Le riparazioni della strada, i preparativi per il varco del fiume, sono stati compiuti sotto ad un fuoco intermittente di artiglieria, al quale rispondevano i nostri cannoni appostati sulla pianura. Qui, la truppa di questo settore fece la prima conoscenza col bombardamento nemico.
Il bombardamento nemico fu accolto con una indifferenza umiliante. La fanteria, inoperosa nelle sue trincee, conversava sotto gli shrapnells, e il chiacchierìo si sentiva da lontano. Sul bordo d'un fosso, file di soldati inginocchiati lavavano la loro biancheria, cantando a squarciagola.
Una sera, quando tutto è stato pronto, è scoppiato un inferno.
Dopo il tramonto, ad un tratto centinaia di cannoni nostri hanno aperto improvvisamente un fuoco serrato sulla riva sinistra dell'Isonzo, spazzandola a tiri progressivi. Ogni batteria aveva la sua zona da coprire di proiettili. Gli shrapnells arrivavano a stormi sul bordo dell'acqua, sulle sabbie della sponda, sui roveti, sulla boscaglia di salici e di pioppi entro la quale la fanteria austriaca veniva ad annidarsi di notte schioppettando a intermittenza, e più in là l'uragano di acciaio e di piombo batteva i vigneti, tempestava le strade, esplorava la pianura in ogni ripiego. Era uno spettacolo terribile. I balenii dei colpi e delle esplosioni illuminavano la notte di una tremula luce violastra, e sulle nostre truppe la veemente moltitudine delle traiettorie formava una vôlta sonora, una vôlta ululante.
Alle nove precise, silenzio.
L'Isonzo ha qui due corsi d'acqua, vicini alle due rive, e nel mezzo, fra l'uno e l'altro, la vasta distesa di ghiaia. Durante il bombardamento che immobilizzava il nemico, il ramo più vicino fu rapidamente passato a guado: è basso e con poca corrente. Nel lampeggiamento delle cannonate si vide un formicolìo nero e silenzioso di truppe traversare la spianata sassosa del letto e portarsi sul corso più profondo trasportando il materiale necessario alla costruzione di zattere.

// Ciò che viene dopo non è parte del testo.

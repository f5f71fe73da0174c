//! Per-kind content extraction.
//!
//! Every [`MessageKind`] maps to exactly one strategy:
//! - media: save-as for images, videos and files, bitmap capture for emoji,
//!   voice-to-text for voice messages
//! - card: mini-program cards, transfers and quotes, read from sub-elements
//! - forward: forwarded chat histories, unpacked and rendered line by line

pub mod card;
pub mod forward;
pub mod media;

use crate::automation::{ChatAutomation, Selector};
use crate::types::{ListenError, MessageHandle, MessageKind, WindowRef};
use serde::{Deserialize, Serialize};
use std::path::PathBuf;
use std::sync::Arc;

/// Typed payload of a message, before flattening into `Message::content`
#[derive(Debug, Clone, PartialEq, Eq, Serialize, Deserialize)]
pub enum MessageContent {
    Text(String),
    /// Where an image, video or file was saved
    SavedFile(PathBuf),
    /// Base64 of the PNG-encoded bitmap
    Emoji(String),
    MiniProgram { title: String, body: String },
    MergeForward(Vec<String>),
    Voice(String),
    Transfer { amount: String },
    Quote {
        body: String,
        quoted_body: String,
        quoted_sender: String,
    },
}

impl MessageContent {
    /// Flatten into the ordered content list of a message
    pub fn into_lines(self) -> Vec<String> {
        match self {
            MessageContent::Text(text) | MessageContent::Voice(text) => vec![text],
            MessageContent::SavedFile(path) => vec![path.to_string_lossy().into_owned()],
            MessageContent::Emoji(png_base64) => vec![png_base64],
            MessageContent::MiniProgram { title, body } => vec![title, body],
            MessageContent::MergeForward(lines) => lines,
            MessageContent::Transfer { amount } => vec![amount],
            MessageContent::Quote {
                body,
                quoted_body,
                quoted_sender,
            } => vec![body, quoted_body, quoted_sender],
        }
    }
}

/// Dispatches a classified message to its extraction strategy
pub struct ContentExtractor {
    automation: Arc<dyn ChatAutomation>,
    save_dir: PathBuf,
}

impl ContentExtractor {
    pub fn new(automation: Arc<dyn ChatAutomation>, save_dir: PathBuf) -> Self {
        Self {
            automation,
            save_dir,
        }
    }

    pub fn save_dir(&self) -> &PathBuf {
        &self.save_dir
    }

    pub async fn extract(
        &self,
        window: &WindowRef,
        handle: &MessageHandle,
        kind: MessageKind,
    ) -> Result<MessageContent, ListenError> {
        let automation = self.automation.as_ref();
        let content = match kind {
            MessageKind::Text => Ok(MessageContent::Text(handle.label.clone())),
            MessageKind::Image | MessageKind::File => {
                media::save(automation, window, handle, &self.save_dir, false).await
            }
            MessageKind::Video => {
                media::save(automation, window, handle, &self.save_dir, true).await
            }
            MessageKind::Emoji => media::emoji(automation, handle).await,
            MessageKind::Voice => media::transcribe(automation, window, handle).await,
            MessageKind::MiniProgramCard => card::mini_program(automation, handle).await,
            MessageKind::Transfer => card::transfer(automation, handle).await,
            MessageKind::Quote => card::quote(automation, handle).await,
            MessageKind::MergeForward => forward::unpack(automation, handle).await,
        };
        // A failed save only loses this message
        content.map_err(|e| match e {
            ListenError::Io(source) => ListenError::ExtractionIo {
                label: handle.label.clone(),
                source,
            },
            other => other,
        })
    }

    /// Text of a system item: its label, or the notice below it when the
    /// label is empty
    pub async fn system_notice(&self, handle: &MessageHandle) -> Result<String, ListenError> {
        if !handle.label.is_empty() {
            return Ok(handle.label.clone());
        }
        self.automation
            .resolve(handle, Selector::SystemNotice)
            .await
            .map(|notice| notice.name)
            .ok_or_else(|| ListenError::missing(Selector::SystemNotice, handle))
    }
}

Quando l'artiglieria tacque, all'ora stabilita, nella quiete improvvisa pesava l'emozione di una grande attesa. Zattere piene di soldati vogavano nel buio. Le prime compagnie si gettavano sulla sponda sinistra occupandola. Altre forze si aggiungevano a loro. L'occupazione si allargava. Si formava solidamente una testa di ponte. Per il passaggio del grosso, intanto, il Genio lavorava alacremente a costruire solide passerelle. Una ordinata e febbrile attività da cantiere attraversava il fiume.
Ogni tanto due, tre lampi vividi, delle esplosioni: cannonate austriache. La fucileria crepitava ad intervalli, dominata dallo scoppiettìo regolare delle mitragliatrici: era la linea della nostra occupazione che avanzava, sloggiando piccoli reparti austriaci dalle loro trincee. Se si ostinavano, era l'assalto.
Si udiva allora echeggiare alto, intenso, entusiasmante, l'urlo trionfale: Savoia! Passava nella notte il grido tempestoso che faceva battere i cuori dell'esercito in attesa. S'indovinavano gli episodi dell'occupazione nel risveglio del fuoco e nel levarsi delle voci. Verso la metà della notte si è capito che gli austriaci contrattaccavano. Ma si è pure capito subito che erano ricacciati. L'oscurità è stata per un istante tutta piena di un eloquente vocìo di vittoria.
Pochissimi feriti. Dei soldati sono tornati indietro con le mani lacerate dai fili di ferro dei reticolati che essi avevano strappati. All'alba le nostre colonne passavano serrate l'Isonzo sui tavolati nuovi e risuonanti, e i tentacoli delle avanguardie avanzavano già verso le alture di Monfalcone.